Monetary Policy: The Path to Neutral

The IMF’s baseline projection envisions a continued, gradual withdrawal of monetary accommodation. Anand explicitly outlined a trajectory where the policy rate rises to approximately 1.2% by the end of 2026 and reaches a neutral level of 1.5% in 2027.

"This corresponds to roughly two hikes in ’26 and one hike in ’27," Anand told reporters, though he emphasized that the precise timing remains data-dependent due to significant uncertainty surrounding the exact level of the neutral rate.

The Fund views these moves as appropriate given that Japan is currently operating with a positive output gap—producing above capacity—and facing labor shortages. Inflation, which moderated to 2.1% in December 2025, is projected to converge to the BOJ’s 2% target during 2027.

Anand also noted that the recent rise and volatility in sovereign bond yields is partially a signal that markets have gained confidence in the BOJ’s ability to anchor inflation.

Fiscal Warning: The Consumption Tax Debate

On the fiscal front, the IMF struck a more cautionary tone regarding the Japanese government’s discussions to suspend the consumption tax on food and beverages for two years to alleviate cost-of-living pressures.

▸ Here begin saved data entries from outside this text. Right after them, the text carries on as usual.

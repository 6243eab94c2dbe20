//! Word-oriented encoding of call arguments and return values.
//!
//! Every value occupies one or more 32-byte words:
//!
//! | Kind | Head word | Tail |
//! |------|-----------|------|
//! | `address` | right-aligned | - |
//! | `uintN` | right-aligned big-endian | - |
//! | `bool` | `0` or `1` | - |
//! | `bytes4` | left-aligned | - |
//! | `bytes`, `string` | offset of tail | length word, data padded to 32 |
//! | `bytes4[]` | offset of tail | length word, one word per element |

use crate::error::{AbiError, Result};
use crate::types::{Address, OperationId, Selector};

/// Size of one encoded word.
pub const WORD: usize = 32;

/// A value to encode.
#[derive(Debug, Clone, Copy)]
pub enum Token<'a> {
    Address(Address),
    Uint(u64),
    Bool(bool),
    Selector(Selector),
    Word([u8; WORD]),
    Bytes(&'a [u8]),
    Str(&'a str),
    Selectors(&'a [Selector]),
}

impl Token<'_> {
    fn is_dynamic(&self) -> bool {
        matches!(self, Token::Bytes(_) | Token::Str(_) | Token::Selectors(_))
    }
}

impl From<Address> for Token<'_> {
    fn from(v: Address) -> Self {
        Token::Address(v)
    }
}

impl From<OperationId> for Token<'_> {
    fn from(v: OperationId) -> Self {
        Token::Word(v.0)
    }
}

/// Encode a tuple of tokens.
pub fn encode(tokens: &[Token<'_>]) -> Vec<u8> {
    let head_len = tokens.len() * WORD;
    let mut head = Vec::with_capacity(head_len);
    let mut tail = Vec::new();

    for token in tokens {
        if token.is_dynamic() {
            head.extend_from_slice(&uint_word((head_len + tail.len()) as u64));
            encode_tail(token, &mut tail);
        } else {
            head.extend_from_slice(&static_word(token));
        }
    }

    head.extend_from_slice(&tail);
    head
}

/// Encode a call: the selector followed by the encoded arguments.
pub fn encode_call(selector: Selector, tokens: &[Token<'_>]) -> Vec<u8> {
    let mut out = Vec::with_capacity(4 + tokens.len() * WORD);
    out.extend_from_slice(selector.as_bytes());
    out.extend_from_slice(&encode(tokens));
    out
}

fn static_word(token: &Token<'_>) -> [u8; WORD] {
    match *token {
        Token::Address(a) => address_word(a),
        Token::Uint(n) => uint_word(n),
        Token::Bool(b) => uint_word(u64::from(b)),
        Token::Selector(s) => selector_word(s),
        Token::Word(w) => w,
        Token::Bytes(_) | Token::Str(_) | Token::Selectors(_) => {
            unreachable!("dynamic tokens are encoded as tails")
        }
    }
}

fn encode_tail(token: &Token<'_>, tail: &mut Vec<u8>) {
    match *token {
        Token::Bytes(data) => push_padded(tail, data),
        Token::Str(s) => push_padded(tail, s.as_bytes()),
        Token::Selectors(list) => {
            tail.extend_from_slice(&uint_word(list.len() as u64));
            for sel in list {
                tail.extend_from_slice(&selector_word(*sel));
            }
        }
        _ => {}
    }
}

fn push_padded(tail: &mut Vec<u8>, data: &[u8]) {
    tail.extend_from_slice(&uint_word(data.len() as u64));
    tail.extend_from_slice(data);
    let rem = data.len() % WORD;
    if rem != 0 {
        tail.resize(tail.len() + (WORD - rem), 0);
    }
}

/// Encode an unsigned integer as a word.
pub fn uint_word(n: u64) -> [u8; WORD] {
    let mut w = [0u8; WORD];
    w[WORD - 8..].copy_from_slice(&n.to_be_bytes());
    w
}

/// Encode an address as a word.
pub fn address_word(a: Address) -> [u8; WORD] {
    let mut w = [0u8; WORD];
    w[WORD - 20..].copy_from_slice(a.as_bytes());
    w
}

/// Encode a selector as a (left-aligned) word.
pub fn selector_word(s: Selector) -> [u8; WORD] {
    let mut w = [0u8; WORD];
    w[..4].copy_from_slice(s.as_bytes());
    w
}

/// Interpret a word as an unsigned integer of at most `bits` bits.
pub fn word_to_uint(word: &[u8; WORD], bits: u32) -> Result<u64> {
    let leading = WORD - 8;
    if word[..leading].iter().any(|b| *b != 0) {
        return Err(AbiError::IntegerOverflow { bits });
    }
    let mut buf = [0u8; 8];
    buf.copy_from_slice(&word[leading..]);
    let n = u64::from_be_bytes(buf);
    if bits < 64 && n >> bits != 0 {
        return Err(AbiError::IntegerOverflow { bits });
    }
    Ok(n)
}

/// Interpret a word as a canonical boolean.
pub fn word_to_bool(word: &[u8; WORD]) -> Result<bool> {
    match word_to_uint(word, 8) {
        Ok(0) => Ok(false),
        Ok(1) => Ok(true),
        _ => Err(AbiError::NonCanonicalBool),
    }
}

/// Sequential reader over an encoded tuple.
///
/// The decoder is positioned on the head section; dynamic values are followed
/// through their offsets, relative to the start of the tuple.
#[derive(Debug, Clone)]
pub struct Decoder<'a> {
    data: &'a [u8],
    pos: usize,
}

impl<'a> Decoder<'a> {
    /// Create a decoder over an encoded tuple (no selector).
    pub fn new(data: &'a [u8]) -> Self {
        Self { data, pos: 0 }
    }

    /// Create a decoder over call data, skipping the 4-byte selector.
    pub fn for_call(data: &'a [u8]) -> Result<Self> {
        data.get(4..)
            .map(Self::new)
            .ok_or(AbiError::MissingSelector)
    }

    fn word_at(&self, offset: usize) -> Result<[u8; WORD]> {
        let end = offset.checked_add(WORD).ok_or(AbiError::BadOffset(offset))?;
        let slice = self.data.get(offset..end).ok_or(AbiError::ShortInput {
            offset,
            needed: WORD,
            available: self.data.len().saturating_sub(offset),
        })?;
        let mut w = [0u8; WORD];
        w.copy_from_slice(slice);
        Ok(w)
    }

    /// Read the next raw head word.
    pub fn word(&mut self) -> Result<[u8; WORD]> {
        let w = self.word_at(self.pos)?;
        self.pos += WORD;
        Ok(w)
    }

    pub fn address(&mut self) -> Result<Address> {
        let w = self.word()?;
        if w[..WORD - 20].iter().any(|b| *b != 0) {
            return Err(AbiError::DirtyAddress);
        }
        let mut a = [0u8; 20];
        a.copy_from_slice(&w[WORD - 20..]);
        Ok(Address(a))
    }

    pub fn uint(&mut self, bits: u32) -> Result<u64> {
        word_to_uint(&self.word()?, bits)
    }

    pub fn uint32(&mut self) -> Result<u32> {
        // Width is checked by `uint`, the cast cannot truncate.
        self.uint(32).map(|n| n as u32)
    }

    pub fn bool(&mut self) -> Result<bool> {
        word_to_bool(&self.word()?)
    }

    pub fn selector(&mut self) -> Result<Selector> {
        let w = self.word()?;
        Ok(Selector([w[0], w[1], w[2], w[3]]))
    }

    pub fn operation_id(&mut self) -> Result<OperationId> {
        self.word().map(OperationId)
    }

    fn tail_offset(&mut self) -> Result<usize> {
        let raw = self.uint(64)?;
        let offset = usize::try_from(raw).map_err(|_| AbiError::BadOffset(usize::MAX))?;
        if offset > self.data.len() {
            return Err(AbiError::BadOffset(offset));
        }
        Ok(offset)
    }

    /// Read a dynamic `bytes` value.
    pub fn bytes(&mut self) -> Result<Vec<u8>> {
        let offset = self.tail_offset()?;
        let len = word_to_uint(&self.word_at(offset)?, 64)? as usize;
        let start = offset + WORD;
        let end = start.checked_add(len).ok_or(AbiError::BadOffset(offset))?;
        self.data
            .get(start..end)
            .map(<[u8]>::to_vec)
            .ok_or(AbiError::ShortInput {
                offset: start,
                needed: len,
                available: self.data.len().saturating_sub(start),
            })
    }

    /// Read a dynamic `string` value.
    pub fn string(&mut self) -> Result<String> {
        String::from_utf8(self.bytes()?).map_err(|_| AbiError::InvalidUtf8)
    }

    /// Read a dynamic `bytes4[]` value.
    pub fn selectors(&mut self) -> Result<Vec<Selector>> {
        let offset = self.tail_offset()?;
        let len = word_to_uint(&self.word_at(offset)?, 32)? as usize;
        let mut out = Vec::with_capacity(len.min(1024));
        for i in 0..len {
            let w = self.word_at(offset + WORD * (i + 1))?;
            out.push(Selector([w[0], w[1], w[2], w[3]]));
        }
        Ok(out)
    }
}
//! Line-oriented JSON console for operating a running authority.
//!
//! Each input line is one [`Request`]; each output line is one response:
//!
//! ```text
//! {"op":"has_role","role":5,"account":"0xa11ce"}
//! {"ok":true,"result":{"is_member":true,"execution_delay":0}}
//! ```
//!
//! Failed requests answer `{"ok":false,"code":...,"error":...}`. Nothing a
//! request does can stop the console.

use crate::authority::AccessManager;
use crate::clock::ManualClock;
use crate::error::CallError;
use crate::host::Host;
use crate::state::RecordingObserver;
use crate::telemetry::spans;
use gatehouse_abi::{from_hex, to_hex, AbiError, Address, OperationId, RoleId, Selector};
use serde::{Deserialize, Deserializer};
use serde_json::{json, Value};
use std::sync::Arc;
use thiserror::Error;
use tokio::io::{AsyncBufRead, AsyncBufReadExt, AsyncWrite, AsyncWriteExt};
use tracing::{debug, warn};

/// Call data or return data, as a `0x`-prefixed hex string.
#[derive(Debug, Clone, PartialEq, Eq)]
pub struct HexBytes(pub Vec<u8>);

impl<'de> Deserialize<'de> for HexBytes {
    fn deserialize<D: Deserializer<'de>>(deserializer: D) -> Result<Self, D::Error> {
        let s = String::deserialize(deserializer)?;
        from_hex(&s).map(HexBytes).map_err(serde::de::Error::custom)
    }
}

#[derive(Debug, Clone, Deserialize)]
#[serde(tag = "op", rename_all = "snake_case")]
pub enum Request {
    /// Send raw call data; `to` defaults to the authority.
    Call {
        from: Address,
        to: Option<Address>,
        data: HexBytes,
    },
    CanCall {
        caller: Address,
        target: Address,
        selector: Selector,
    },
    HasRole {
        role: RoleId,
        account: Address,
    },
    GetAccess {
        role: RoleId,
        account: Address,
    },
    GetSchedule {
        id: OperationId,
    },
    HashOperation {
        caller: Address,
        target: Address,
        data: HexBytes,
    },
    /// Move the manual clock forward.
    Advance {
        seconds: u64,
    },
    /// Drain events committed since the last `events` request.
    Events,
}

impl Request {
    fn name(&self) -> &'static str {
        match self {
            Self::Call { .. } => "call",
            Self::CanCall { .. } => "can_call",
            Self::HasRole { .. } => "has_role",
            Self::GetAccess { .. } => "get_access",
            Self::GetSchedule { .. } => "get_schedule",
            Self::HashOperation { .. } => "hash_operation",
            Self::Advance { .. } => "advance",
            Self::Events => "events",
        }
    }
}

#[derive(Debug, Error)]
pub enum ConsoleError {
    #[error("bad request: {0}")]
    BadRequest(#[from] serde_json::Error),
    #[error(transparent)]
    Call(#[from] CallError),
    #[error(transparent)]
    Abi(#[from] AbiError),
    #[error("the clock is not manual")]
    ClockNotManual,
    #[error("advancing by {0}s would overflow the clock")]
    ClockOverflow(u64),
}

impl ConsoleError {
    pub fn error_code(&self) -> &'static str {
        match self {
            Self::BadRequest(_) => "bad_request",
            Self::Call(e) => e.error_code(),
            Self::Abi(_) => "abi",
            Self::ClockNotManual => "clock_not_manual",
            Self::ClockOverflow(_) => "clock_overflow",
        }
    }
}

pub struct Console {
    host: Arc<Host>,
    authority: Arc<AccessManager>,
    manual_clock: Option<Arc<ManualClock>>,
    recorder: Arc<RecordingObserver>,
    seq: u64,
}

impl Console {
    /// `manual_clock` must be the clock `host` reads, when it is a manual one.
    pub fn new(
        host: Arc<Host>,
        authority: Arc<AccessManager>,
        manual_clock: Option<Arc<ManualClock>>,
        recorder: Arc<RecordingObserver>,
    ) -> Self {
        Self {
            host,
            authority,
            manual_clock,
            recorder,
            seq: 0,
        }
    }

    /// Serve requests from `reader` until it closes.
    pub async fn run<R, W>(&mut self, reader: R, mut writer: W) -> std::io::Result<()>
    where
        R: AsyncBufRead + Unpin,
        W: AsyncWrite + Unpin,
    {
        let mut lines = reader.lines();
        while let Some(line) = lines.next_line().await? {
            if line.trim().is_empty() {
                continue;
            }
            let mut response = self.handle_line(&line).to_string();
            response.push('\n');
            writer.write_all(response.as_bytes()).await?;
            writer.flush().await?;
        }
        Ok(())
    }

    /// Answer one request line.
    pub fn handle_line(&mut self, line: &str) -> Value {
        self.seq += 1;
        let result = serde_json::from_str::<Request>(line)
            .map_err(ConsoleError::from)
            .and_then(|request| {
                let _span = spans::request(request.name(), self.seq).entered();
                self.handle(request)
            });
        match result {
            Ok(result) => json!({ "ok": true, "result": result }),
            Err(e) => {
                warn!(seq = self.seq, error = %e, "Request failed");
                json!({ "ok": false, "code": e.error_code(), "error": e.to_string() })
            }
        }
    }

    pub fn handle(&self, request: Request) -> Result<Value, ConsoleError> {
        let authority = &self.authority;
        let value = match request {
            Request::Call { from, to, data } => {
                let to = to.unwrap_or_else(|| authority.address());
                let ret = self.host.call(from, to, &data.0)?;
                debug!(from = %from, to = %to, bytes = ret.len(), "Call succeeded");
                json!({ "return": to_hex(&ret) })
            }
            Request::CanCall {
                caller,
                target,
                selector,
            } => {
                let (immediate, delay) = authority.can_call(caller, target, selector);
                json!({ "immediate": immediate, "delay": delay })
            }
            Request::HasRole { role, account } => {
                let (is_member, delay) = authority.has_role(role, account);
                json!({ "is_member": is_member, "execution_delay": delay })
            }
            Request::GetAccess { role, account } => {
                let (since, current, pending, effect) = authority.get_access(role, account);
                json!({
                    "since": since,
                    "current_delay": current,
                    "pending_delay": pending,
                    "effect": effect,
                })
            }
            Request::GetSchedule { id } => json!({
                "timepoint": authority.get_schedule(id),
                "nonce": authority.get_nonce(id),
            }),
            Request::HashOperation {
                caller,
                target,
                data,
            } => json!({ "id": authority.hash_operation(caller, target, &data.0) }),
            Request::Advance { seconds } => {
                let clock = self
                    .manual_clock
                    .as_ref()
                    .ok_or(ConsoleError::ClockNotManual)?;
                let now = clock
                    .advance(seconds)
                    .ok_or(ConsoleError::ClockOverflow(seconds))?;
                json!({ "now": now })
            }
            Request::Events => {
                let dropped = self.recorder.take_dropped();
                if dropped > 0 {
                    warn!(dropped, "Event backlog overflowed, oldest events discarded");
                }
                serde_json::to_value(self.recorder.drain())?
            }
        };
        Ok(value)
    }

    pub fn now(&self) -> u64 {
        self.host.now()
    }
}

While acknowledging Japan's recent strong fiscal performance—with primary deficits now among the lowest in the G7—Anand warned that the country's debt load remains the highest among major economies. He highlighted a sobering projection: Japan’s interest bill is expected to double between 2025 and 2031, coinciding with rising healthcare costs for an aging population.

"Removing the consumption tax would weaken the tax revenue base," Anand said. "Japan needs to safeguard government revenue to avoid eroding fiscal space."

The Fund advised that any relief measures should be "targeted, budget-neutral, and temporary," suggesting that a system of refundable tax credits would be a more effective tool than a blanket tax suspension for supporting vulnerable households.

Trade and Currency

Despite early fears regarding U.S. trade policy, the IMF noted that the impact of U.S. tariffs on Japan has been mitigated by a recent bilateral trade deal and robust domestic demand. Growth is forecast to remain steady at 0.8% in 2026, following a 1.1% expansion last year.

Addressing the yen, the IMF reiterated that there is "no right level" for the exchange rate. Anand observed that while yen depreciation historically drives up import costs, pass-through inflation has been limited recently, with import prices remaining largely unchanged on average through 2025.

Labor Market Constraints

The Fund pointed to severe labor shortages as a structural challenge, exacerbated by demographics. Anand encouraged the government to push for greater labor mobility and the utilization of foreign labor in acute shortage sectors, alongside heavy investment in labor-saving AI technologies, to sustain wage growth and productivity.